5.

Trois heures du matin. Une lueur diffuse dans le séjour de la fermette. Les parasites chevrotants d’un tube cathodique usé, l’engourdissement d’un monde de songes. Et le givre accroché à chaque expiration.

Chaudière en panne… Sylvain se mordit l’intérieur des joues.

Une rivière blonde coulait sous des couvertures dans le clic-clac du salon. Nathalie somnolait en position fœtale, réflexe inné d’un corps en quête de chaleur. Sylvain éteignit le téléviseur, frôla son épouse du bout des doigts, avant de disparaître dans la chambre d’Éloïse. Le bébé dormait, la frimousse éclairée par l’incandescence feutrée d’un chauffage d’appoint.

Des pans d’inquiétude obscurcissaient le visage du jeune papa. Désormais, ce bonheur pouvait s’arrêter à tout moment. Un jour, demain peut-être, les uniformes débarqueraient, le braqueraient, lui écraseraient un revolver sur la tempe. On l’enlèverait à ses chéries pour une éternité de repentir.


L’âme souterraine du Monstre bouillonnait de tensions contradictoires, de courants incompréhensibles. Un cataclysme avait bouleversé son organisme jusqu’à le soulever de terre, le porter sur des oasis célestes. Il se sentait bien, trop bien. Mieux que jamais. Comme si une bulle venait de crever à la surface après une interminable remontée des fonds abyssaux.

Il pila devant un feu tricolore, obnubilé par la petite gorge battante, ses doigts qui arrachent la vie, le dernier murmure.

Sous la lueur du feu rouge, il considéra ses mains, leurs phalanges tourmentées, presque brûlées jusqu’à l’os. Les pensées récurrentes l’assaillirent. La douleur des acides, qui le violentait chaque soir… Le crissement de la scie électrique sur les chairs… Puis les oiseaux qui essaient de fuir, encore et toujours… Le singe blotti en haut d’un arbre, pétrifié… La louve menaçante, le museau braqué au ciel…

Un quotidien si difficile à porter, à vivre, à subir…

La Bête secoua la tête. Le feu passa à nouveau à l’orange, puis au rouge. Dans le rétroviseur, personne. La ville dormait. Au vert, elle démarra prudemment, prit une départementale et quitta la cité métallique.

À présent, elle ne pensait plus qu’à une chose : recommencer…


— C’est la chaudière chéri, souffla Nathalie Coutteure, à moitié endormie. Panne définitive cette fois, et il faut que ça arrive quand les températures chutent. Quelle poisse ! j’ai l’impression de vivre dans un congélateur !

Elle se tortilla dans une couverture avant de se lover contre son mari. Des battements ralentis somnolaient dans la poitrine féline, une radiance d’amour qui poussa des larmes sous les paupières de Sylvain.

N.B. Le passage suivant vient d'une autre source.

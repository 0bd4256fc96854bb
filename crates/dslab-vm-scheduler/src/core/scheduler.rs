//! Event lifecycle controller.

use std::cell::RefCell;
use std::rc::Rc;

use serde::Serialize;

use simcore::cast;
use simcore::{log_debug, log_error, log_info, log_trace, log_warn};
use simcore::{Event, EventHandler, Id, Simulation, SimulationContext};

use crate::core::cluster_api::ClusterApi;
use crate::core::cluster_state::ClusterState;
use crate::core::common::{CpuArch, MachineId, PowerState, Priority, SlaClass, TaskId, VmId, VmType};
use crate::core::config::{ConfigError, SchedulerConfig};
use crate::core::events::scheduler::{
    MemoryWarning, MigrationCompleted, NewTask, PeriodicCheck, SlaWarning, StateChangeCompleted, TaskCompleted,
};
use crate::core::placement::{placement_strategy_resolver, PlacementEngine, PlacementOutcome, PlacementStrategy};
use crate::core::power_manager::PowerManager;
use crate::core::rebalancer::{IssuedMigration, Rebalancer};

/// Counters of scheduler decisions.
#[derive(Clone, Debug, Default, PartialEq, Serialize)]
pub struct SchedulerStats {
    pub tasks_received: u32,
    pub tasks_placed: u32,
    /// Number of placement attempts that found no machine, retries included.
    pub placement_failures: u32,
    pub tasks_completed: u32,
    pub vms_created: u32,
    pub machines_activated: u32,
    pub machines_deactivated: u32,
    pub migrations_issued: u32,
    pub migrations_completed: u32,
}

#[derive(Clone, Copy, Debug, PartialEq, Eq)]
enum Phase {
    Created,
    Running,
    ShutDown,
}

/// Energy-aware scheduler of tasks onto VMs and machines.
///
/// The scheduler is a simulation component: it receives cluster events via [`EventHandler`] and can also
/// be driven by calling its event handlers directly. Every handler runs at the current simulation time,
/// runs to completion and leaves the cluster state consistent.
pub struct Scheduler {
    cluster: Rc<RefCell<dyn ClusterApi>>,
    config: SchedulerConfig,
    state: ClusterState,
    placement: PlacementEngine,
    power_manager: PowerManager,
    rebalancer: Rebalancer,
    stats: SchedulerStats,
    phase: Phase,
    ctx: SimulationContext,
}

impl Scheduler {
    /// Creates scheduler using the placement strategy named in config.
    pub fn new(
        cluster: Rc<RefCell<dyn ClusterApi>>,
        config: SchedulerConfig,
        sim: &mut Simulation,
    ) -> Result<Self, ConfigError> {
        let strategy = placement_strategy_resolver(&config.placement)?;
        Ok(Self::with_strategy(cluster, config, strategy, sim))
    }

    /// Creates scheduler with a custom placement strategy.
    pub fn with_strategy(
        cluster: Rc<RefCell<dyn ClusterApi>>,
        config: SchedulerConfig,
        strategy: Box<dyn PlacementStrategy>,
        sim: &mut Simulation,
    ) -> Self {
        let overhead = config.vm_memory_overhead;
        Self {
            cluster,
            placement: PlacementEngine::new(strategy, overhead, sim.create_context("placement")),
            power_manager: PowerManager::new(config.standby_grace_checks, sim.create_context("power-manager")),
            rebalancer: Rebalancer::new(overhead, sim.create_context("rebalancer")),
            config,
            state: ClusterState::new(),
            stats: SchedulerStats::default(),
            phase: Phase::Created,
            ctx: sim.create_context("scheduler"),
        }
    }

    /// Returns the ID of scheduler component.
    pub fn id(&self) -> Id {
        self.ctx.id()
    }

    /// Registers machines of the cluster, activates them and creates the default VMs.
    pub fn init(&mut self) {
        if self.phase != Phase::Created {
            log_warn!(self.ctx, "scheduler is already initialized");
            return;
        }
        let mut cluster = self.cluster.borrow_mut();
        let machine_count = cluster.machine_count();

        for machine in 0..machine_count {
            let info = cluster.machine_info(machine);
            self.state.register_machine(machine, info.power);
            if info.state != PowerState::Active {
                if let Err(e) = cluster.set_machine_state(machine, PowerState::Active) {
                    log_error!(self.ctx, "failed to activate machine {}: {}", machine, e);
                    continue;
                }
            }
            if !self.config.init_default_vms {
                continue;
            }

            let vm_type = self.default_vm_type(info.cpu);
            if vm_type == VmType::Invalid {
                continue;
            }
            let vm = cluster.create_vm(vm_type, info.cpu);
            match cluster.attach_vm(vm, machine) {
                Ok(()) => {
                    self.state.register_vm(vm);
                    self.state.attach_vm(vm, machine);
                    self.stats.vms_created += 1;
                    log_debug!(self.ctx, "created default vm {} ({}) on machine {}", vm, vm_type, machine);
                }
                Err(e) => {
                    log_error!(self.ctx, "failed to attach default vm {}: {}", vm, e);
                    if let Err(e) = cluster.shutdown_vm(vm) {
                        log_error!(self.ctx, "failed to shut down unattached vm {}: {}", vm, e);
                    }
                }
            }
        }

        // machines were registered with their power before activation
        let machines = self.state.energy_queue_mut().drain_ordered();
        for machine in machines {
            let power = cluster.machine_info(machine).power;
            self.state.energy_queue_mut().push(machine, power);
        }

        self.phase = Phase::Running;
        log_info!(
            self.ctx,
            "initialized {} machines, placement strategy {}",
            machine_count,
            self.placement.strategy_name()
        );
    }

    /// Places the arrived task.
    pub fn on_new_task(&mut self, task: TaskId) -> PlacementOutcome {
        if !self.enter("new task") {
            return PlacementOutcome::Unplaceable;
        }
        log_trace!(self.ctx, "new task {}", task);
        self.stats.tasks_received += 1;

        let outcome = self.place(task);
        if outcome == PlacementOutcome::Unplaceable && self.config.retry_unplaced {
            self.state.push_unplaced(task);
        }
        outcome
    }

    /// Forgets the completed task and tries to consolidate the load.
    pub fn on_task_complete(&mut self, task: TaskId) {
        if !self.enter("task complete") {
            return;
        }
        log_trace!(self.ctx, "task {} completed", task);
        match self.state.release_task(task) {
            Some(vm) => {
                self.stats.tasks_completed += 1;
                log_debug!(self.ctx, "task {} released vm {}", task, vm);
                let mut hosts: Vec<MachineId> = self.state.host_of(vm).into_iter().collect();
                hosts.extend(self.state.pending_migration(vm).map(|migration| migration.to));
                self.refresh_energy_keys(&hosts);
            }
            None => log_warn!(self.ctx, "completed task {} was not placed by scheduler", task),
        }

        self.retry_unplaced();
        if self.config.rebalance_on_task_complete {
            self.rebalance();
        }
    }

    /// Finalizes the migration of the VM to its pending destination.
    pub fn on_migration_complete(&mut self, vm: VmId) {
        if !self.enter("migration complete") {
            return;
        }
        match self.state.complete_migration(vm) {
            Some(migration) => {
                self.stats.migrations_completed += 1;
                self.refresh_energy_keys(&[migration.from, migration.to]);
                log_debug!(
                    self.ctx,
                    "vm {} migrated from machine {} to machine {}",
                    vm,
                    migration.from,
                    migration.to
                );
            }
            None => log_warn!(self.ctx, "vm {} has no migration in progress", vm),
        }
        self.retry_unplaced();
    }

    /// Retries the backlog, optionally rebalances and powers down empty machines.
    pub fn on_periodic_check(&mut self) {
        if !self.enter("periodic check") {
            return;
        }
        log_trace!(self.ctx, "periodic check");
        self.retry_unplaced();
        if self.config.rebalance_on_periodic_check {
            self.rebalance();
        }

        let powered_down = {
            let mut cluster = self.cluster.borrow_mut();
            self.power_manager.on_periodic_check(&self.state, &mut *cluster)
        };
        self.stats.machines_deactivated += powered_down.len() as u32;
        self.refresh_energy_keys(&powered_down);
    }

    /// Shuts down all VMs and reports the run summary. No events are handled afterwards.
    pub fn on_shutdown(&mut self) {
        if !self.enter("shutdown") {
            return;
        }
        {
            let mut cluster = self.cluster.borrow_mut();
            for &vm in self.state.vms() {
                if let Err(e) = cluster.shutdown_vm(vm) {
                    log_error!(self.ctx, "failed to shut down vm {}: {}", vm, e);
                }
            }
        }
        self.phase = Phase::ShutDown;

        let cluster = self.cluster.borrow();
        log_info!(self.ctx, "shut down {} vms", self.state.vms().len());
        log_info!(self.ctx, "cluster energy: {:.3}", cluster.cluster_energy());
        for sla in SlaClass::ALL {
            log_info!(self.ctx, "{} compliance: {:.2}%", sla, cluster.sla_report(sla));
        }
        log_info!(self.ctx, "{:?}", self.stats);
    }

    pub fn on_memory_warning(&mut self, machine: MachineId) {
        if !self.enter("memory warning") {
            return;
        }
        log_warn!(self.ctx, "memory overflow warning on machine {}", machine);
    }

    /// Raises the priority of the task at risk of violating its SLA.
    pub fn on_sla_warning(&mut self, task: TaskId) {
        if !self.enter("SLA warning") {
            return;
        }
        log_warn!(self.ctx, "SLA warning for task {}", task);
        self.cluster.borrow_mut().set_task_priority(task, Priority::High);
    }

    pub fn on_state_change_complete(&mut self, machine: MachineId) {
        if !self.enter("state change complete") {
            return;
        }
        log_trace!(self.ctx, "machine {} completed state change", machine);
    }

    pub fn state(&self) -> &ClusterState {
        &self.state
    }

    pub fn stats(&self) -> &SchedulerStats {
        &self.stats
    }

    pub fn config(&self) -> &SchedulerConfig {
        &self.config
    }

    pub fn strategy_name(&self) -> &str {
        self.placement.strategy_name()
    }

    pub fn is_shut_down(&self) -> bool {
        self.phase == Phase::ShutDown
    }

    /// Returns the default VM image for the architecture, or `VmType::Invalid` if there is none.
    pub fn default_vm_type(&self, cpu: CpuArch) -> VmType {
        match cpu {
            CpuArch::X86 => VmType::Linux,
            CpuArch::Arm => VmType::Win,
            CpuArch::Power => VmType::Aix,
            CpuArch::Riscv => {
                log_warn!(self.ctx, "no default vm type for {} machines", cpu);
                VmType::Invalid
            }
        }
    }

    /// Checks that the event can be handled in the current phase.
    fn enter(&self, event: &str) -> bool {
        match self.phase {
            Phase::Running => true,
            Phase::Created => {
                log_warn!(self.ctx, "{} event before initialization is ignored", event);
                false
            }
            Phase::ShutDown => {
                log_warn!(self.ctx, "{} event after shutdown is ignored", event);
                false
            }
        }
    }

    fn place(&mut self, task: TaskId) -> PlacementOutcome {
        let outcome = {
            let mut cluster = self.cluster.borrow_mut();
            self.placement
                .place(task, &mut self.state, &mut *cluster, &mut self.power_manager)
        };
        match outcome {
            PlacementOutcome::Placed {
                vm,
                machine,
                new_vm,
                activated,
            } => {
                self.stats.tasks_placed += 1;
                if new_vm {
                    self.stats.vms_created += 1;
                }
                if activated {
                    self.stats.machines_activated += 1;
                }
                log_debug!(self.ctx, "task {} placed on vm {} (machine {})", task, vm, machine);
            }
            PlacementOutcome::Unplaceable => {
                self.stats.placement_failures += 1;
                log_warn!(self.ctx, "no placement found for task {}", task);
            }
        }
        outcome
    }

    fn retry_unplaced(&mut self) {
        if !self.config.retry_unplaced || self.state.unplaced_count() == 0 {
            return;
        }
        for task in self.state.take_unplaced() {
            if self.place(task) == PlacementOutcome::Unplaceable {
                self.state.push_unplaced(task);
            }
        }
    }

    fn refresh_energy_keys(&mut self, machines: &[MachineId]) {
        let cluster = self.cluster.borrow();
        for &machine in machines {
            let power = cluster.machine_info(machine).power;
            self.state.energy_queue_mut().update(machine, power);
        }
    }

    fn rebalance(&mut self) -> Vec<IssuedMigration> {
        let issued = {
            let mut cluster = self.cluster.borrow_mut();
            self.rebalancer.rebalance(&mut self.state, &mut *cluster)
        };
        self.stats.migrations_issued += issued.len() as u32;
        issued
    }
}

impl EventHandler for Scheduler {
    fn on(&mut self, event: Event) {
        cast!(match event.data {
            NewTask { task } => {
                self.on_new_task(task);
            }
            TaskCompleted { task } => {
                self.on_task_complete(task);
            }
            MigrationCompleted { vm } => {
                self.on_migration_complete(vm);
            }
            PeriodicCheck {} => {
                self.on_periodic_check();
            }
            MemoryWarning { machine } => {
                self.on_memory_warning(machine);
            }
            SlaWarning { task } => {
                self.on_sla_warning(task);
            }
            StateChangeCompleted { machine } => {
                self.on_state_change_complete(machine);
            }
        })
    }
}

— J’ai essayé d’appeler sur le portable de Vigo pour que tu rentres plus tôt, confia la jeune femme, toute grelottante. Pas de réponse, messagerie…

— Il avait certainement coupé. Tu sais, quand on joue aux échecs…

Le reptile du mensonge qui s’insinue dans les paroles, accompagné de ses flashes subliminaux. Le craquement des mâchoires, le roseau dans la trachée, la masse qui sombre.

— À la première heure j’appelle Depann’gaz, déclara Sylvain en s’avançant dans le salon. Ça ne peut plus durer. S’il faut remplacer cette satanée chaudière, on la remplacera !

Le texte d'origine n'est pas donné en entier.